少し前になるが、1月初めに、テレビ朝日で「プロ野球総選挙」という番組が放送され、ファン投票による「歴代の凄いプロ野球選手」として、野手・投手それぞれのベスト20が発表された。
まだプロでの実績が浅い大谷翔平が投手部門で1位、さらに野手部門でも4位となったこともあり、Twitterなどの反応を見るとその順位に疑問を投げかける意見も多かったが、こうしたファン投票では、最近の選手・また少し前の選手の順位が高くなることは致し方ないところはある(昨年同じくテレ朝で放送された「プロレス総選挙」を見ても、今回の結果はある程度想像できたところもあった)。

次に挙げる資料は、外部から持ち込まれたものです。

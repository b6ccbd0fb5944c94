use std::convert::TryFrom;

use strum::{Display, EnumIter, EnumString, IntoEnumIterator};

use crate::value::Value;

/// The primitive kinds that exist on both sides of a dual-model runtime.
///
/// Each kind has a native form (`System.Int32`) and a foreign struct form
/// (`Il2CppSystem.Int32`) whose `m_value` slot holds the native value.
#[derive(Debug, Clone, Copy, PartialEq, Eq, Hash, Display, EnumIter, EnumString)]
pub enum PrimitiveKind {
    /// `bool`
    Boolean,
    /// `byte`
    Byte,
    /// `sbyte`
    SByte,
    /// `char`
    Char,
    /// `double`
    Double,
    /// `float`
    Single,
    /// `int`
    Int32,
    /// `long`
    Int64,
    /// `uint`
    UInt32,
    /// `ulong`
    UInt64,
    /// `short`
    Int16,
    /// `ushort`
    UInt16,
    /// pointer-sized signed integer
    IntPtr,
    /// pointer-sized unsigned integer
    UIntPtr,
}

enum Numeric {
    Int(i128),
    Float(f64),
}

impl PrimitiveKind {
    /// Simple type name, e.g. `Int32`
    #[must_use]
    pub fn name(&self) -> &'static str {
        match self {
            PrimitiveKind::Boolean => "Boolean",
            PrimitiveKind::Byte => "Byte",
            PrimitiveKind::SByte => "SByte",
            PrimitiveKind::Char => "Char",
            PrimitiveKind::Double => "Double",
            PrimitiveKind::Single => "Single",
            PrimitiveKind::Int32 => "Int32",
            PrimitiveKind::Int64 => "Int64",
            PrimitiveKind::UInt32 => "UInt32",
            PrimitiveKind::UInt64 => "UInt64",
            PrimitiveKind::Int16 => "Int16",
            PrimitiveKind::UInt16 => "UInt16",
            PrimitiveKind::IntPtr => "IntPtr",
            PrimitiveKind::UIntPtr => "UIntPtr",
        }
    }

    /// Full name of the native form, e.g. `System.Int32`
    #[must_use]
    pub fn native_fullname(&self) -> String {
        format!("System.{}", self.name())
    }

    /// Kind whose simple name is `name`
    #[must_use]
    pub fn from_name(name: &str) -> Option<Self> {
        PrimitiveKind::iter().find(|kind| kind.name() == name)
    }

    /// Kind of a native primitive value, `None` for anything else
    #[must_use]
    pub fn of_value(value: &Value) -> Option<Self> {
        match value {
            Value::Bool(_) => Some(PrimitiveKind::Boolean),
            Value::U8(_) => Some(PrimitiveKind::Byte),
            Value::I8(_) => Some(PrimitiveKind::SByte),
            Value::Char(_) => Some(PrimitiveKind::Char),
            Value::F64(_) => Some(PrimitiveKind::Double),
            Value::F32(_) => Some(PrimitiveKind::Single),
            Value::I32(_) => Some(PrimitiveKind::Int32),
            Value::I64(_) => Some(PrimitiveKind::Int64),
            Value::U32(_) => Some(PrimitiveKind::UInt32),
            Value::U64(_) => Some(PrimitiveKind::UInt64),
            Value::I16(_) => Some(PrimitiveKind::Int16),
            Value::U16(_) => Some(PrimitiveKind::UInt16),
            Value::NativeInt(_) => Some(PrimitiveKind::IntPtr),
            Value::NativeUInt(_) => Some(PrimitiveKind::UIntPtr),
            _ => None,
        }
    }

    /// Zero value of this kind
    #[must_use]
    pub fn default_value(&self) -> Value {
        match self {
            PrimitiveKind::Boolean => Value::Bool(false),
            PrimitiveKind::Byte => Value::U8(0),
            PrimitiveKind::SByte => Value::I8(0),
            PrimitiveKind::Char => Value::Char('\0'),
            PrimitiveKind::Double => Value::F64(0.0),
            PrimitiveKind::Single => Value::F32(0.0),
            PrimitiveKind::Int32 => Value::I32(0),
            PrimitiveKind::Int64 => Value::I64(0),
            PrimitiveKind::UInt32 => Value::U32(0),
            PrimitiveKind::UInt64 => Value::U64(0),
            PrimitiveKind::Int16 => Value::I16(0),
            PrimitiveKind::UInt16 => Value::U16(0),
            PrimitiveKind::IntPtr => Value::NativeInt(0),
            PrimitiveKind::UIntPtr => Value::NativeUInt(0),
        }
    }

    /// Converts a native primitive into this kind.
    ///
    /// Integer conversions are checked; a float only converts to an integer kind when it
    /// has no fractional part and fits. Returns `None` when the value can not be
    /// represented.
    #[must_use]
    pub fn coerce(&self, value: &Value) -> Option<Value> {
        if PrimitiveKind::of_value(value) == Some(*self) {
            return Some(value.clone());
        }

        let numeric = Self::numeric(value)?;
        match self {
            PrimitiveKind::Boolean => match numeric {
                Numeric::Int(int) => Some(Value::Bool(int != 0)),
                Numeric::Float(_) => None,
            },
            PrimitiveKind::Char => {
                let int = Self::integral(numeric)?;
                u32::try_from(int)
                    .ok()
                    .and_then(char::from_u32)
                    .map(Value::Char)
            }
            #[allow(clippy::cast_precision_loss)]
            PrimitiveKind::Double => Some(Value::F64(match numeric {
                Numeric::Int(int) => int as f64,
                Numeric::Float(float) => float,
            })),
            #[allow(clippy::cast_precision_loss, clippy::cast_possible_truncation)]
            PrimitiveKind::Single => Some(Value::F32(match numeric {
                Numeric::Int(int) => int as f32,
                Numeric::Float(float) => float as f32,
            })),
            PrimitiveKind::Byte => u8::try_from(Self::integral(numeric)?).ok().map(Value::U8),
            PrimitiveKind::SByte => i8::try_from(Self::integral(numeric)?).ok().map(Value::I8),
            PrimitiveKind::Int16 => i16::try_from(Self::integral(numeric)?).ok().map(Value::I16),
            PrimitiveKind::UInt16 => u16::try_from(Self::integral(numeric)?).ok().map(Value::U16),
            PrimitiveKind::Int32 => i32::try_from(Self::integral(numeric)?).ok().map(Value::I32),
            PrimitiveKind::UInt32 => u32::try_from(Self::integral(numeric)?).ok().map(Value::U32),
            PrimitiveKind::Int64 => i64::try_from(Self::integral(numeric)?).ok().map(Value::I64),
            PrimitiveKind::UInt64 => u64::try_from(Self::integral(numeric)?).ok().map(Value::U64),
            PrimitiveKind::IntPtr => isize::try_from(Self::integral(numeric)?)
                .ok()
                .map(Value::NativeInt),
            PrimitiveKind::UIntPtr => usize::try_from(Self::integral(numeric)?)
                .ok()
                .map(Value::NativeUInt),
        }
    }

    fn numeric(value: &Value) -> Option<Numeric> {
        Some(match value {
            Value::Bool(v) => Numeric::Int(i128::from(*v)),
            Value::U8(v) => Numeric::Int(i128::from(*v)),
            Value::I8(v) => Numeric::Int(i128::from(*v)),
            Value::Char(v) => Numeric::Int(i128::from(u32::from(*v))),
            Value::I16(v) => Numeric::Int(i128::from(*v)),
            Value::U16(v) => Numeric::Int(i128::from(*v)),
            Value::I32(v) => Numeric::Int(i128::from(*v)),
            Value::U32(v) => Numeric::Int(i128::from(*v)),
            Value::I64(v) => Numeric::Int(i128::from(*v)),
            Value::U64(v) => Numeric::Int(i128::from(*v)),
            Value::NativeInt(v) => Numeric::Int(i128::try_from(*v).ok()?),
            Value::NativeUInt(v) => Numeric::Int(i128::try_from(*v).ok()?),
            Value::Enum { value, .. } => Numeric::Int(i128::from(*value)),
            Value::F32(v) => Numeric::Float(f64::from(*v)),
            Value::F64(v) => Numeric::Float(*v),
            _ => return None,
        })
    }

    #[allow(clippy::cast_possible_truncation)]
    fn integral(numeric: Numeric) -> Option<i128> {
        match numeric {
            Numeric::Int(int) => Some(int),
            Numeric::Float(float) => {
                if float.is_finite() && float.fract() == 0.0 && float.abs() < 1e38 {
                    Some(float as i128)
                } else {
                    None
                }
            }
        }
    }
}
//! Reflective type model the bridge operates on.
//!
//! A [`TypeRecord`] describes one host-side type: its name, flags, which representation
//! its instances use, and its members. Records are immutable in identity once built
//! (name, flags, generic arguments) and append-only in content (members, interfaces,
//! attributes), the same way loaded runtime types behave.
//!
//! # Key Components
//!
//! - [`TypeRecord`]: a loaded type
//! - [`TypeKey`]: assembly-qualified identity used by every cache
//! - [`TypeFlags`] / [`Representation`]: classification of a record
//! - [`TypeBuilder`]: fluent construction of records
//! - [`PrimitiveKind`]: the 14 primitive kinds shared by both representations
//! - [`FieldInfo`], [`PropertyInfo`], [`MethodInfo`]: members
//!
//! # Examples
//!
//! ```rust
//! use dotbridge::metadata::typesystem::{TypeBuilder, TypeFlags};
//!
//! let foo = TypeBuilder::class("A", "Foo").abstract_type().build();
//! let bar = TypeBuilder::class("A", "Bar").extends(&foo).build();
//!
//! assert_eq!(bar.fullname(), "A.Bar");
//! assert!(foo.flags.contains(TypeFlags::ABSTRACT));
//! assert_eq!(bar.base().unwrap().fullname(), "A.Foo");
//! ```

mod builder;
mod members;
mod primitives;

use std::{
    collections::HashMap,
    fmt,
    sync::{Arc, OnceLock, RwLock},
};

use bitflags::bitflags;

pub use builder::TypeBuilder;
pub use members::{
    FieldFlags, FieldInfo, FieldRc, Getter, Invoker, MethodInfo, MethodRc, PropertyInfo,
    PropertyRc, Setter, WrapperCtor,
};
pub use primitives::PrimitiveKind;

use crate::{
    metadata::customattributes::CustomAttribute,
    runtime::NativePtr,
    value::{Object, ObjectRef, Value},
    Error, Result,
};

/// Reference to a `TypeRecord`
pub type TypeRecordRc = Arc<TypeRecord>;

bitflags! {
    /// Classification flags of a [`TypeRecord`].
    #[derive(Clone, Copy, Debug, PartialEq, Eq, Hash)]
    pub struct TypeFlags: u32 {
        /// Can not be instantiated directly
        const ABSTRACT = 0x0001;
        /// Can not be derived from
        const SEALED = 0x0002;
        /// Interface type (always abstract)
        const INTERFACE = 0x0004;
        /// Instances have value semantics
        const VALUE_TYPE = 0x0008;
        /// Enumeration (always a sealed value type)
        const ENUM = 0x0010;
        /// Has generic parameters or arguments
        const GENERIC = 0x0020;
        /// Open generic definition, e.g. ``List`1``
        const GENERIC_DEFINITION = 0x0040;
        /// One of the 14 primitive kinds, in either representation
        const PRIMITIVE = 0x0080;
    }
}

/// Which object model instances of a type live in.
#[derive(Clone, Copy, Debug, PartialEq, Eq, Hash)]
pub enum Representation {
    /// Plain managed objects.
    Native,
    /// Managed proxies over natively allocated objects.
    Foreign,
}

/// Assembly-qualified identity of a type (`Namespace.Name, Assembly`).
///
/// Two records loaded from the same module under the same name share a key, which is
/// what lets a hot-reloaded record take over its predecessor's cache entries.
#[derive(Clone, Debug, PartialEq, Eq, Hash, PartialOrd, Ord)]
pub struct TypeKey(Arc<str>);

impl TypeKey {
    /// Create a key from a full name and an assembly name
    #[must_use]
    pub fn new(fullname: &str, assembly: &str) -> Self {
        if assembly.is_empty() {
            TypeKey(Arc::from(fullname))
        } else {
            TypeKey(Arc::from(format!("{fullname}, {assembly}")))
        }
    }

    /// The key as a string slice
    #[must_use]
    pub fn as_str(&self) -> &str {
        &self.0
    }
}

impl fmt::Display for TypeKey {
    fn fmt(&self, f: &mut fmt::Formatter<'_>) -> fmt::Result {
        f.write_str(&self.0)
    }
}

/// A loaded type, in either representation.
pub struct TypeRecord {
    /// `TypeNamespace` (can be empty for global types)
    pub namespace: String,
    /// `TypeName`, without generic arguments
    pub name: String,
    /// Name of the module that defined the type
    pub assembly: String,
    /// Classification flags
    pub flags: TypeFlags,
    /// Object model of instances
    pub representation: Representation,
    /// Closed generic arguments (empty for non-generic types and open definitions)
    pub generic_args: Vec<TypeRecordRc>,
    /// Primitive kind, for primitive types and enum underlying storage
    pub primitive: Option<PrimitiveKind>,
    /// Interfaces this type implements directly
    pub interfaces: boxcar::Vec<TypeRecordRc>,
    /// Declared fields
    pub fields: boxcar::Vec<FieldRc>,
    /// Declared properties
    pub properties: boxcar::Vec<PropertyRc>,
    /// Declared methods
    pub methods: boxcar::Vec<MethodRc>,
    /// Custom attributes
    pub custom_attributes: boxcar::Vec<CustomAttribute>,
    /// Named constants of an enum type
    pub enum_constants: boxcar::Vec<(String, i64)>,
    /// Storage for static fields without a custom accessor
    pub(crate) static_values: RwLock<HashMap<String, Value>>,
    base: OnceLock<TypeRecordRc>,
    base_name: Option<String>,
    wrapper_ctor: OnceLock<WrapperCtor>,
    fullname: String,
    key: TypeKey,
}

impl TypeRecord {
    /// Create a new instance of a `TypeRecord`
    ///
    /// Prefer [`TypeBuilder`] for anything beyond a bare record.
    pub fn new(
        namespace: &str,
        name: &str,
        assembly: &str,
        flags: TypeFlags,
        representation: Representation,
        generic_args: Vec<TypeRecordRc>,
    ) -> Self {
        let definition = if namespace.is_empty() {
            name.to_string()
        } else {
            format!("{namespace}.{name}")
        };
        let fullname = if generic_args.is_empty() {
            definition
        } else {
            let args: Vec<String> = generic_args.iter().map(|arg| arg.fullname()).collect();
            format!("{definition}[{}]", args.join(","))
        };
        let key = TypeKey::new(&fullname, assembly);

        TypeRecord {
            namespace: namespace.to_string(),
            name: name.to_string(),
            assembly: assembly.to_string(),
            flags,
            representation,
            generic_args,
            primitive: None,
            interfaces: boxcar::Vec::new(),
            fields: boxcar::Vec::new(),
            properties: boxcar::Vec::new(),
            methods: boxcar::Vec::new(),
            custom_attributes: boxcar::Vec::new(),
            enum_constants: boxcar::Vec::new(),
            static_values: RwLock::new(HashMap::new()),
            base: OnceLock::new(),
            base_name: None,
            wrapper_ctor: OnceLock::new(),
            fullname,
            key,
        }
    }

    /// Returns the full name (`Namespace.Name`, plus `[Args]` for closed generics)
    pub fn fullname(&self) -> String {
        self.fullname.clone()
    }

    /// Borrowing variant of [`fullname`](Self::fullname)
    pub fn fullname_str(&self) -> &str {
        &self.fullname
    }

    /// Full name of the generic definition (`Namespace.Name`, no arguments)
    pub fn definition_fullname(&self) -> String {
        if self.namespace.is_empty() {
            self.name.clone()
        } else {
            format!("{}.{}", self.namespace, self.name)
        }
    }

    /// Assembly-qualified identity
    pub fn key(&self) -> &TypeKey {
        &self.key
    }

    /// Base type, if it is set or was already resolved
    ///
    /// Lazily declared bases are resolved through
    /// [`TypeCatalog::base_type`](crate::metadata::catalog::TypeCatalog::base_type).
    pub fn base(&self) -> Option<TypeRecordRc> {
        self.base.get().cloned()
    }

    /// Name of a lazily declared base type
    pub fn base_name(&self) -> Option<&str> {
        self.base_name.as_deref()
    }

    /// Sets the base type. Returns `false` if a base was already set.
    pub fn set_base(&self, base: TypeRecordRc) -> bool {
        self.base.set(base).is_ok()
    }

    /// Whether instances are proxies over native objects
    pub fn is_foreign(&self) -> bool {
        self.representation == Representation::Foreign
    }

    /// Whether this is a value type
    pub fn is_value_type(&self) -> bool {
        self.flags.intersects(TypeFlags::VALUE_TYPE | TypeFlags::ENUM)
    }

    /// Whether this is an enum type
    pub fn is_enum(&self) -> bool {
        self.flags.contains(TypeFlags::ENUM)
    }

    /// Whether this is an abstract type (interfaces included)
    pub fn is_abstract(&self) -> bool {
        self.flags.intersects(TypeFlags::ABSTRACT | TypeFlags::INTERFACE)
    }

    /// Whether this is a static class (abstract and sealed)
    pub fn is_static(&self) -> bool {
        self.flags.contains(TypeFlags::ABSTRACT | TypeFlags::SEALED)
    }

    /// Whether this is generic in any form
    pub fn is_generic(&self) -> bool {
        self.flags
            .intersects(TypeFlags::GENERIC | TypeFlags::GENERIC_DEFINITION)
    }

    /// Whether this is a constructed generic type with all arguments bound
    pub fn is_closed_generic(&self) -> bool {
        self.flags.contains(TypeFlags::GENERIC)
            && !self.flags.contains(TypeFlags::GENERIC_DEFINITION)
            && !self.generic_args.is_empty()
    }

    /// Declared field by exact name
    pub fn field(&self, name: &str) -> Option<FieldRc> {
        self.fields
            .iter()
            .find(|(_, field)| field.name == name)
            .map(|(_, field)| field.clone())
    }

    /// Declared property by exact name
    pub fn property(&self, name: &str) -> Option<PropertyRc> {
        self.properties
            .iter()
            .find(|(_, property)| property.name == name)
            .map(|(_, property)| property.clone())
    }

    /// Declared method by exact name
    pub fn method(&self, name: &str) -> Option<MethodRc> {
        self.methods
            .iter()
            .find(|(_, method)| method.name == name)
            .map(|(_, method)| method.clone())
    }

    /// Value of an enum constant by name
    pub fn enum_value(&self, name: &str) -> Option<i64> {
        self.enum_constants
            .iter()
            .find(|(_, (constant, _))| constant == name)
            .map(|(_, (_, value))| *value)
    }

    /// Name of the enum constant holding `value`
    pub fn enum_name(&self, value: i64) -> Option<String> {
        self.enum_constants
            .iter()
            .find(|(_, (_, constant))| *constant == value)
            .map(|(_, (name, _))| name.clone())
    }

    /// Installs the constructor used to wrap native pointers in this type.
    pub fn set_wrapper_ctor(&self, ctor: WrapperCtor) -> bool {
        self.wrapper_ctor.set(ctor).is_ok()
    }

    /// Builds a host-side wrapper of this type around `pointer`.
    ///
    /// # Errors
    /// Returns [`Error::NotInvocable`] for abstract types and interfaces without a custom
    /// constructor, or whatever the custom constructor returns.
    pub fn construct_wrapper(self: &Arc<Self>, pointer: NativePtr) -> Result<ObjectRef> {
        if let Some(ctor) = self.wrapper_ctor.get() {
            return ctor(self, pointer);
        }

        if self.is_abstract() {
            return Err(Error::NotInvocable(format!(
                "cannot create an instance of abstract type {}",
                self.fullname
            )));
        }

        Ok(Arc::new(Object::wrapper(self.clone(), pointer)))
    }

    pub(crate) fn set_base_name(&mut self, name: String) {
        self.base_name = Some(name);
    }
}

impl fmt::Debug for TypeRecord {
    fn fmt(&self, f: &mut fmt::Formatter<'_>) -> fmt::Result {
        f.debug_struct("TypeRecord")
            .field("key", &self.key)
            .field("flags", &self.flags)
            .field("representation", &self.representation)
            .finish_non_exhaustive()
    }
}

impl fmt::Display for TypeRecord {
    fn fmt(&self, f: &mut fmt::Formatter<'_>) -> fmt::Result {
        f.write_str(&self.fullname)
    }
}

#[cfg(test)]
mod tests {
    use super::*;

    #[test]
    fn test_fullname_and_key() {
        let int = TypeBuilder::value_type("System", "Int32").build();
        let list = TypeBuilder::class("System.Collections.Generic", "List`1")
            .assembly("mscorlib")
            .generic_args(vec![int.clone()])
            .build();

        assert_eq!(int.fullname(), "System.Int32");
        assert_eq!(list.fullname(), "System.Collections.Generic.List`1[System.Int32]");
        assert_eq!(
            list.definition_fullname(),
            "System.Collections.Generic.List`1"
        );
        assert_eq!(
            list.key().as_str(),
            "System.Collections.Generic.List`1[System.Int32], mscorlib"
        );
        assert!(list.is_closed_generic());
    }

    #[test]
    fn test_global_namespace() {
        let module = TypeBuilder::class("", "<Module>").build();
        assert_eq!(module.fullname(), "<Module>");
        assert_eq!(module.key().as_str(), "<Module>");
    }

    #[test]
    fn test_flag_queries() {
        let util = TypeBuilder::class("A", "Util").static_class().build();
        assert!(util.is_static());
        assert!(util.is_abstract());

        let iface = TypeBuilder::interface("A", "IThing").build();
        assert!(iface.is_abstract());
        assert!(!iface.is_static());

        let open = TypeBuilder::class("A", "Box`1").generic_definition().build();
        assert!(open.is_generic());
        assert!(!open.is_closed_generic());
    }

    #[test]
    fn test_enum_constants() {
        let color = TypeBuilder::enumeration("MyGame", "Color")
            .constant("Red", 0)
            .constant("Blue", 2)
            .build();

        assert!(color.is_enum());
        assert!(color.is_value_type());
        assert_eq!(color.enum_value("Blue"), Some(2));
        assert_eq!(color.enum_name(0).as_deref(), Some("Red"));
        assert_eq!(color.enum_value("Green"), None);
    }

    #[test]
    fn test_construct_wrapper() {
        let concrete = TypeBuilder::class("A", "Concrete").foreign().build();
        let wrapper = concrete.construct_wrapper(NativePtr::new(0x10)).unwrap();
        assert_eq!(wrapper.pointer(), Some(NativePtr::new(0x10)));

        let abstract_type = TypeBuilder::class("A", "Shape").abstract_type().build();
        assert!(matches!(
            abstract_type.construct_wrapper(NativePtr::new(0x10)),
            Err(Error::NotInvocable(_))
        ));
    }

    #[test]
    fn test_base_set_once() {
        let object = TypeBuilder::class("System", "Object").build();
        let other = TypeBuilder::class("System", "Other").build();
        let derived = TypeBuilder::class("A", "Derived").build();

        assert!(derived.set_base(object.clone()));
        assert!(!derived.set_base(other));
        assert_eq!(derived.base().unwrap().fullname(), "System.Object");
    }
}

同番組での大谷の順位に対しての評価はここではしないが、今回のアンケートでポイントだったのは2つあると思う。
一つは、番組の発表によると、アンケートの対象が「10代から50代まで」であったこと(各世代2000人ずつの総計10000人)。つまり、これまで野球をよく見てきたであろう60代・70代は入っていない。
この「上の世代を対象としなかった」ことについては様々な意見があるだろうが、ともすると「若いファンがついてこれない」ランキングになることは避けるという部分では一つの方策ではあったと思う(そうしたなかでも、稲尾和久氏が投手3位に入っていたのはかなり意外だったが)。
もう一つのポイントは、投票する側が、質問を単に「凄いプロ野球選手は誰?」ととらえたのか、それとも「歴代の選手のなかで、凄いプロ野球選手は誰?」ととらえたのか。実際のアンケートの聞き方がどうだったかはわからないが、前者と後者では答える内容はだいぶ異なってくる。単に「凄いプロ野球選手は?」と聞かれた(orとらえた)とすると、今後の可能性も含めて「大谷翔平」と答えることも不思議ではない。

さて、本ブログでは以前、『「歴代最強投手」は誰だ?』という記事を書いた。
さすれば(^^)、今回は、個人的に考える『「歴代最高野手」ベスト10』を挙げていきたいと思う。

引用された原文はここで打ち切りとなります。